Takes a whole village to calm me down

Last week I was unable to write and it took me until Sunday to figure out why.

My youngest son is going away and I am not happy about it. There I said it.

I have tried every little trick in the book to get him to stay at home, but he has decided that it’s time to fly the coop. Last year he applied to go to school in Edmonton and BC, but using some well developed tricks that I developed over the years, I was able to get him to stay at home and go to school in Calgary.

Ford makes great cars. The model comes with Bluetooth, Satellite radio and the works.  He even got a trip to Toronto thrown in. It worked.

This year I had nothing to offer and his urge to fly is stronger than my ability to bribe, so in 3 weeks he will be gone to the University of Saskatchewan to continue his Engineering program. Ever been to Saskatoon in the winter time? Me neither, but all reports say it is awfully cold. I gave him a really warm coat, he will need it. Maybe after a year he may decide I am not such a bad roommate, but he will be in for a surprise, we have plans for his room.  Great commercial.

You may recall from an earlier blog that I admitted to being a helicopter parent. I actually followed my kids around like they were royalty, walking a few steps behind them everywhere they went. I also drove them everywhere if required; my minivan had over 500,000km, most soccer runs. I thought I had it all covered, I was able to raise perfect children.

My kids are adults now and they are beginning to tell me stories about life as teenagers. How could I have missed so much, I get embarrassed and total surprised by their stories, I am not able to write about them so I won’t.  I didn’t give my kids an allowance, there was no need, they had no place to spend money plus I pretty much gave them everything they needed or so I thought.

Jo stayed home for three months when J2 was born. The first day back to work she committed the cardinal sin; she called the sitter to see how things were going. It turned out to be a pivotal moment in our lives.

Starting the next day after that call, Jo stayed with the kids for several years as D and E came along. When we got totally broke Jo had to go back to work and we hired a live in nanny for a couple of years.  She moved out as the kids got older and we hired another nanny to come in everyday and mind the kids.  Eventually we did not need her, the little one was now in school full days which coincided nicely with me losing my job, no I did not purposely lose it, so guess what, I stayed ‘home’ for about 4 years.

 I actually started my own home based software company, working when the kids were in school.

The last 3 kids went to a French Catholic School where the students are bussed. The bus picked them up in front the house and dropped them off in front of the house; they had no time to get in trouble.  One by one they went off to high school and had to take public transportation.
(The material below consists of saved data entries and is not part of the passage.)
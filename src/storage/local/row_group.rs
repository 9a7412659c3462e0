//! Row Group Collection: the staging subsystem's append-only row store.
//!
//! Rows are addressed by local identifiers starting at [`MAX_ROW_ID`].
//! Physical storage is chunked into row groups, the unit of scan
//! parallelism; a row group fills to [`ROW_GROUP_SIZE`] before a new one
//! is started.

use crate::types::{Row, RowId, Value, MAX_ROW_ID};

pub const ROW_GROUP_SIZE: usize = 2048;

pub struct RowGroupCollection {
    groups: Vec<Vec<Row>>,
    deleted: Vec<bool>,
    total_rows: u64,
}

impl RowGroupCollection {
    pub fn new() -> Self {
        Self {
            groups: Vec::new(),
            deleted: Vec::new(),
            total_rows: 0,
        }
    }

    pub fn total_rows(&self) -> u64 {
        self.total_rows
    }

    pub fn row_group_count(&self) -> usize {
        self.groups.len()
    }

    /// Local identifier the next appended row will receive.
    pub fn next_local_id(&self) -> RowId {
        MAX_ROW_ID + self.total_rows
    }

    pub fn append(&mut self, batch: &[Row]) {
        if batch.is_empty() {
            return;
        }
        let mut remaining = batch;
        loop {
            if self.groups.last().map_or(true, |g| g.len() >= ROW_GROUP_SIZE) {
                self.groups.push(Vec::with_capacity(ROW_GROUP_SIZE));
            }
            let group = self.groups.last_mut().unwrap();
            let space = ROW_GROUP_SIZE - group.len();
            let take = space.min(remaining.len());
            group.extend_from_slice(&remaining[..take]);
            self.deleted.extend(std::iter::repeat(false).take(take));
            remaining = &remaining[take..];
            if remaining.is_empty() {
                break;
            }
        }
        self.total_rows += batch.len() as u64;
    }

    fn offset(&self, local_id: RowId) -> Option<usize> {
        if local_id < MAX_ROW_ID {
            return None;
        }
        let offset = local_id - MAX_ROW_ID;
        if offset >= self.total_rows {
            None
        } else {
            Some(offset as usize)
        }
    }

    pub fn row(&self, local_id: RowId) -> Option<&Row> {
        let offset = self.offset(local_id)?;
        let mut remaining = offset;
        for group in &self.groups {
            if remaining < group.len() {
                return Some(&group[remaining]);
            }
            remaining -= group.len();
        }
        None
    }

    pub fn row_mut(&mut self, local_id: RowId) -> Option<&mut Row> {
        let offset = self.offset(local_id)?;
        let mut remaining = offset;
        for group in &mut self.groups {
            if remaining < group.len() {
                return Some(&mut group[remaining]);
            }
            remaining -= group.len();
        }
        None
    }

    pub fn is_deleted(&self, local_id: RowId) -> bool {
        self.offset(local_id)
            .map(|off| self.deleted[off])
            .unwrap_or(false)
    }

    pub fn mark_deleted(&mut self, local_id: RowId) -> bool {
        match self.offset(local_id) {
            Some(off) if !self.deleted[off] => {
                self.deleted[off] = true;
                true
            }
            _ => false,
        }
    }

    pub fn deleted_count(&self) -> u64 {
        self.deleted.iter().filter(|d| **d).count() as u64
    }

    /// Every live row, in append order, with its local identifier.
    pub fn scan_live(&self) -> Vec<(RowId, Row)> {
        let mut result = Vec::with_capacity((self.total_rows - self.deleted_count()) as usize);
        let mut offset = 0u64;
        for group in &self.groups {
            for row in group {
                if !self.deleted[offset as usize] {
                    result.push((MAX_ROW_ID + offset, row.clone()));
                }
                offset += 1;
            }
        }
        result
    }

    /// Live rows of row group `idx`, with local identifiers, skipping
    /// tombstoned entries. This is what a caller reads after claiming
    /// `idx` from a [`ParallelScanState`]; out-of-range `idx` yields an
    /// empty partition rather than panicking.
    pub fn group_live_rows(&self, idx: usize) -> Vec<(RowId, Row)> {
        let Some(group) = self.groups.get(idx) else {
            return Vec::new();
        };
        let start: usize = self.groups[..idx].iter().map(|g| g.len()).sum();
        let mut result = Vec::with_capacity(group.len());
        for (offset, row) in group.iter().enumerate() {
            let global = start + offset;
            if !self.deleted[global] {
                result.push((MAX_ROW_ID + global as u64, row.clone()));
            }
        }
        result
    }

    /// Live rows, chunked by row-group boundary, skipping tombstoned
    /// entries. Used by the flush path to drain staging into a base
    /// table; the per-group chunking matches the collection's natural
    /// parallel-scan partitioning.
    pub fn live_chunks(&self) -> Vec<Vec<Row>> {
        let mut result = Vec::with_capacity(self.groups.len());
        let mut offset = 0usize;
        for group in &self.groups {
            let mut chunk = Vec::new();
            for row in group {
                if !self.deleted[offset] {
                    chunk.push(row.clone());
                }
                offset += 1;
            }
            result.push(chunk);
        }
        result
    }

    pub fn add_column(&mut self, default: Value) {
        for group in &mut self.groups {
            for row in group.iter_mut() {
                row.push(default.clone());
            }
        }
    }

    /// Validate `caster` against every current value in `column` before
    /// applying it, so a mid-cast failure never leaves the collection
    /// partially converted.
    pub fn cast_column(
        &mut self,
        column: usize,
        caster: impl Fn(&Value) -> crate::Result<Value>,
    ) -> crate::Result<()> {
        for group in &self.groups {
            for row in group {
                caster(&row[column])?;
            }
        }
        for group in &mut self.groups {
            for row in group.iter_mut() {
                row[column] = caster(&row[column]).expect("validated in first pass");
            }
        }
        Ok(())
    }
}

/// Coordinator state for a parallel scan over a staging collection.
///
/// When the owning table has no staging entry at all, callers should use
/// [`ParallelScanState::empty`] rather than constructing one from a
/// collection: that is the "empty partitioning" sentinel the design notes
/// call for in place of a null row-group pointer.
pub struct ParallelScanState {
    next_group: std::sync::atomic::AtomicUsize,
    group_count: usize,
}

impl ParallelScanState {
    pub fn new(collection: &RowGroupCollection) -> Self {
        Self {
            next_group: std::sync::atomic::AtomicUsize::new(0),
            group_count: collection.row_group_count(),
        }
    }

    pub fn empty() -> Self {
        Self {
            next_group: std::sync::atomic::AtomicUsize::new(0),
            group_count: 0,
        }
    }

    /// Claim the next row group for the calling thread. Returns `None`
    /// once every group has been claimed.
    pub fn claim_next(&self) -> Option<usize> {
        let idx = self
            .next_group
            .fetch_add(1, std::sync::atomic::Ordering::SeqCst);
        if idx < self.group_count {
            Some(idx)
        } else {
            None
        }
    }
}

#[cfg(test)]
mod tests {
    use super::*;

    fn row(v: i64) -> Row {
        vec![Value::Integer(v)]
    }

    #[test]
    fn append_assigns_monotonic_local_ids() {
        let mut rg = RowGroupCollection::new();
        assert_eq!(rg.next_local_id(), MAX_ROW_ID);
        rg.append(&[row(1), row(2), row(3)]);
        assert_eq!(rg.total_rows(), 3);
        assert_eq!(rg.next_local_id(), MAX_ROW_ID + 3);
        assert_eq!(rg.row(MAX_ROW_ID), Some(&row(1)));
        assert_eq!(rg.row(MAX_ROW_ID + 2), Some(&row(3)));
    }

    #[test]
    fn delete_marks_row_and_excludes_from_scan() {
        let mut rg = RowGroupCollection::new();
        rg.append(&[row(1), row(2), row(3)]);
        assert!(rg.mark_deleted(MAX_ROW_ID + 1));
        assert!(!rg.mark_deleted(MAX_ROW_ID + 1));

        let live = rg.scan_live();
        assert_eq!(live.len(), 2);
        assert_eq!(live[0].1, row(1));
        assert_eq!(live[1].1, row(3));
        assert_eq!(rg.deleted_count(), 1);
    }

    #[test]
    fn row_groups_split_at_capacity() {
        let mut rg = RowGroupCollection::new();
        let batch: Vec<Row> = (0..(ROW_GROUP_SIZE + 10) as i64).map(row).collect();
        rg.append(&batch);
        assert_eq!(rg.row_group_count(), 2);
        assert_eq!(rg.total_rows(), batch.len() as u64);
    }

    #[test]
    fn live_chunks_skip_deleted_rows() {
        let mut rg = RowGroupCollection::new();
        rg.append(&[row(1), row(2), row(3)]);
        rg.mark_deleted(MAX_ROW_ID + 1);
        let chunks = rg.live_chunks();
        let flattened: Vec<&Row> = chunks.iter().flatten().collect();
        assert_eq!(flattened, vec![&row(1), &row(3)]);
    }

    #[test]
    fn group_live_rows_reads_a_claimed_partition() {
        let mut rg = RowGroupCollection::new();
        let batch: Vec<Row> = (0..(ROW_GROUP_SIZE + 10) as i64).map(row).collect();
        rg.append(&batch);
        assert_eq!(rg.row_group_count(), 2);

        let scan = ParallelScanState::new(&rg);
        let mut seen = Vec::new();
        while let Some(idx) = scan.claim_next() {
            seen.extend(rg.group_live_rows(idx));
        }
        assert_eq!(scan.claim_next(), None);
        assert_eq!(seen.len(), batch.len());
        assert_eq!(seen[0], (MAX_ROW_ID, row(0)));
        assert_eq!(seen[ROW_GROUP_SIZE], (MAX_ROW_ID + ROW_GROUP_SIZE as u64, row(ROW_GROUP_SIZE as i64)));
    }

    #[test]
    fn group_live_rows_skips_deleted_entries_in_second_group() {
        let mut rg = RowGroupCollection::new();
        let batch: Vec<Row> = (0..(ROW_GROUP_SIZE + 3) as i64).map(row).collect();
        rg.append(&batch);
        rg.mark_deleted(MAX_ROW_ID + ROW_GROUP_SIZE as u64 + 1);

        let second = rg.group_live_rows(1);
        assert_eq!(second.len(), 2);
        assert_eq!(second[0].1, row(ROW_GROUP_SIZE as i64));
        assert_eq!(second[1].1, row(ROW_GROUP_SIZE as i64 + 2));
    }

    #[test]
    fn group_live_rows_out_of_range_is_empty() {
        let mut rg = RowGroupCollection::new();
        rg.append(&[row(1)]);
        assert!(rg.group_live_rows(5).is_empty());
    }

    #[test]
    fn add_column_appends_default_everywhere() {
        let mut rg = RowGroupCollection::new();
        rg.append(&[row(1), row(2)]);
        rg.add_column(Value::Null);
        assert_eq!(rg.row(MAX_ROW_ID), Some(&vec![Value::Integer(1), Value::Null]));
    }

    #[test]
    fn cast_column_fails_without_partial_mutation() {
        let mut rg = RowGroupCollection::new();
        rg.append(&[vec![Value::Integer(1)], vec![Value::Integer(-1)]]);
        let result = rg.cast_column(0, |v| match v {
            Value::Integer(i) if *i >= 0 => Ok(Value::Integer(*i)),
            _ => Err(crate::StorageError::NotSupported("negative".into())),
        });
        assert!(result.is_err());
        assert_eq!(rg.row(MAX_ROW_ID), Some(&vec![Value::Integer(1)]));
    }
}
//! Transaction layer implementation

pub mod wal;
pub mod mvcc;
pub mod version_store;
pub mod coordinator;
pub mod lock_manager;

pub use wal::{WALManager, LogSequenceNumber, WALRecord};
pub use mvcc::{TransactionCoordinator, TransactionContext, IsolationLevel, TransactionState};
pub use version_store::{VersionStore, Snapshot, Timestamp, TransactionId, VersionStoreStats};
pub use coordinator::TransactionCoordinatorStats;
pub use lock_manager::{LockManager, LockMode, LockManagerStats};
At first I drove but then it became impossible.

Then I lost control.

I avoid talking to my daughters about their teenage years after all they were angels and Ill like to keep it that way.  My boys on the other hand have stories that I still don’t know how it was possible for them to have actually done the things they talk about.

As it turned out we were justified in our parenting style, we could not leave them alone.

So you ask yourself, how did I get this way?

Growing up in St Kitts the whole village raised you. My dad was very strict so to do anything I had to be sneaky.  For the most part the kids I grew up with had a lot more freedom than me to move around so to fit in I had to be very creative.

Unlike my kids I had to work really hard with my dad.  If I was to list my chores you would feel sorry for me, but don’t, I devised ways to go out and have fun like my friends.

I recalled having to sneak away from the house to go to the local beach, which was just a couple hundred yards away.  It was easy though, didn’t need much, we swan naked.  A day at the beach would start as the sun got over the trees and the sand would warm up.  For the most part the bathers were local folks, totally safe, but sometimes we would get visitors from far away, like St Johnston village, 1KM away.  Ah ah.

Occasionally my dad would show up to get us and we would scramble up the hill behind the trees lining the bay, which would take us close to the cane field. I think that would be Buckley’s cane field. The trick was to race home and get there before he did and pretend to be working. I actually did it once naked. Piece of cake.

As we got older, we became more innovative in avoiding our dad.  My weekend chores included cleaning the back yard, feeding the birds, harvesting the birds. The cleaning part was my least favourite job so it required me to be ingenious.  It was very difficult to get away on a Saturday morning.  I hated Saturdays.  My dad kept a tight rein on us.  But I was able to escape.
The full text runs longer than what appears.